Is Crypto Still A Good Bet?
Global crypto market cap is $2.5T. Global public equity market cap is $120T. That’s not even including private companies, or debt capital markets which are bigger.
You look at the composition of crypto holders, and it includes people in Argentina, Vietnam, or the Philippines. There are almost zero retail holders of typical SaaS stocks like Salesforce or Twilio there, but they own crypto. It is very possible that crypto capital markets will eventually replace US capital markets as the deepest and most liquid in the world. 2.5T vs 120T. Crypto is just getting started.
My Next Bet
Earlier, I posed the question, “what is the next big thing that people aren’t paying attention to?” In crypto, I think it’s gameFi.
GameFi today is where deFi was in 2018. Crypto games and guilds like Axie, Aurory, GuildFi and Merit Circle raised hundreds of millions of dollars each in late 2021, and now the tokens are crashing because of bad tokenomics. Just like the ICO boom of 2017 and subsequent crash in 2018. But the 2018 bear market was when the best deFi companies were built like Uniswap, Aave, Curve or Compound. The 2022 bear market will be when the best gameFi companies are built.
My bet is that the next wave of crypto users will come through gaming. The masses will learn about crypto through play-to-earn, trade the tokens on Uniswap, discover Ethereum and start holding Bitcoin.
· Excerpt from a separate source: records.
//! Matrix lines of the Planka Rev.A board.
//!
//! Rows are read on PD2, PD3, PD4, PD5 and PD7 (inputs with pull-ups).
//! Columns are driven low one at a time and left floating (Hi-Z) otherwise.

use avr_device::atmega32u4::Peripherals;
use planka_keymap::{LineDriver, MatrixRow, COLS, ROWS};

#[derive(Clone, Copy)]
enum Port {
    B,
    C,
    D,
    E,
    F,
}

/// Column pins, column 0 first.
const COL_PINS: [(Port, u8); COLS] = [
    (Port::E, 6),
    (Port::B, 0),
    (Port::B, 1),
    (Port::B, 2),
    (Port::D, 1),
    (Port::D, 0),
    (Port::B, 3),
    (Port::B, 7),
    (Port::B, 6),
    (Port::B, 5),
    (Port::B, 4),
    (Port::C, 6),
    (Port::C, 7),
    (Port::F, 7),
];

/// PIND bit of each row, row 0 first.
const ROW_BITS: [u8; ROWS] = [2, 3, 4, 5, 7];
const ROW_MASK: u8 = 0b1011_1100;

pub struct PlankaLines<'a> {
    dp: &'a Peripherals,
}

impl<'a> PlankaLines<'a> {
    pub fn new(dp: &'a Peripherals) -> Self {
        Self { dp }
    }

    fn ddr(&self, port: Port, f: impl Fn(u8) -> u8) {
        let dp = self.dp;
        match port {
            Port::B => dp.PORTB.ddrb.modify(|r, w| unsafe { w.bits(f(r.bits())) }),
            Port::C => dp.PORTC.ddrc.modify(|r, w| unsafe { w.bits(f(r.bits())) }),
            Port::D => dp.PORTD.ddrd.modify(|r, w| unsafe { w.bits(f(r.bits())) }),
            Port::E => dp.PORTE.ddre.modify(|r, w| unsafe { w.bits(f(r.bits())) }),
            Port::F => dp.PORTF.ddrf.modify(|r, w| unsafe { w.bits(f(r.bits())) }),
        }
    }

    fn port(&self, port: Port, f: impl Fn(u8) -> u8) {
        let dp = self.dp;
        match port {
            Port::B => dp.PORTB.portb.modify(|r, w| unsafe { w.bits(f(r.bits())) }),
            Port::C => dp.PORTC.portc.modify(|r, w| unsafe { w.bits(f(r.bits())) }),
            Port::D => dp.PORTD.portd.modify(|r, w| unsafe { w.bits(f(r.bits())) }),
            Port::E => dp.PORTE.porte.modify(|r, w| unsafe { w.bits(f(r.bits())) }),
            Port::F => dp.PORTF.portf.modify(|r, w| unsafe { w.bits(f(r.bits())) }),
        }
    }
}

impl LineDriver for PlankaLines<'_> {
    fn init(&mut self) {
        self.ddr(Port::D, |bits| bits & !ROW_MASK);
        self.port(Port::D, |bits| bits | ROW_MASK);
        for col in 0..COLS {
            self.release(col);
        }
    }

    fn select(&mut self, col: usize) {
        let (port, bit) = COL_PINS[col];
        // Output low
        self.ddr(port, |bits| bits | 1 << bit);
        self.port(port, |bits| bits & !(1 << bit));
    }

    fn release(&mut self, col: usize) {
        let (port, bit) = COL_PINS[col];
        // Input, no pull-up
        self.ddr(port, |bits| bits & !(1 << bit));
        self.port(port, |bits| bits & !(1 << bit));
    }

    fn read(&mut self, row: usize) -> bool {
        self.dp.PORTD.pind.read().bits() & 1 << ROW_BITS[row] != 0
    }

    fn read_rows(&mut self, rows: usize) -> MatrixRow {
        let pind = self.dp.PORTD.pind.read().bits();
        let mut levels = 0;
        for (row, &bit) in ROW_BITS.iter().enumerate().take(rows) {
            if pind & 1 << bit != 0 {
                levels |= 1 << row;
            }
        }
        levels
    }
}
The reverse order of how people discover crypto today.
I’m working on a gameFi startup called Tavern. Tavern is building a two-sided network of gamers and guilds. Our first product, a dashboard for guilds to manage their scholars (aka gamers) for the game Cyball, amassed 170+ of the largest guilds as users, and 10,000 scholars onboarded in two months since launch. It now has over a third of global Cyball scholars managed through it. We launched it as a 3-person team, and will continue to stay lean until we find strong product market fit.
We subsequently raised our first round of ~$3.5M at 30M post this April as soon as I was out of bootcamp. We raised primarily from gameFi investors like Animoca, gumi Cryptos Capital, Y-Combinator OrangeDAO, OP Crypto, the founders of: YGG Guild, The Sandbox, Crunchyroll, Kabam, Rotten Tomatoes, Twitch, Youtube and other gaming angels and funds. Because we spoke only to gameFi investors, many of my friends at traditional venture and crypto funds don’t know that I am working on a startup. If we can find good product market fit, perhaps I will reach out to them and they might join us on this adventure. I am grateful to the investors who backed us in a bear market.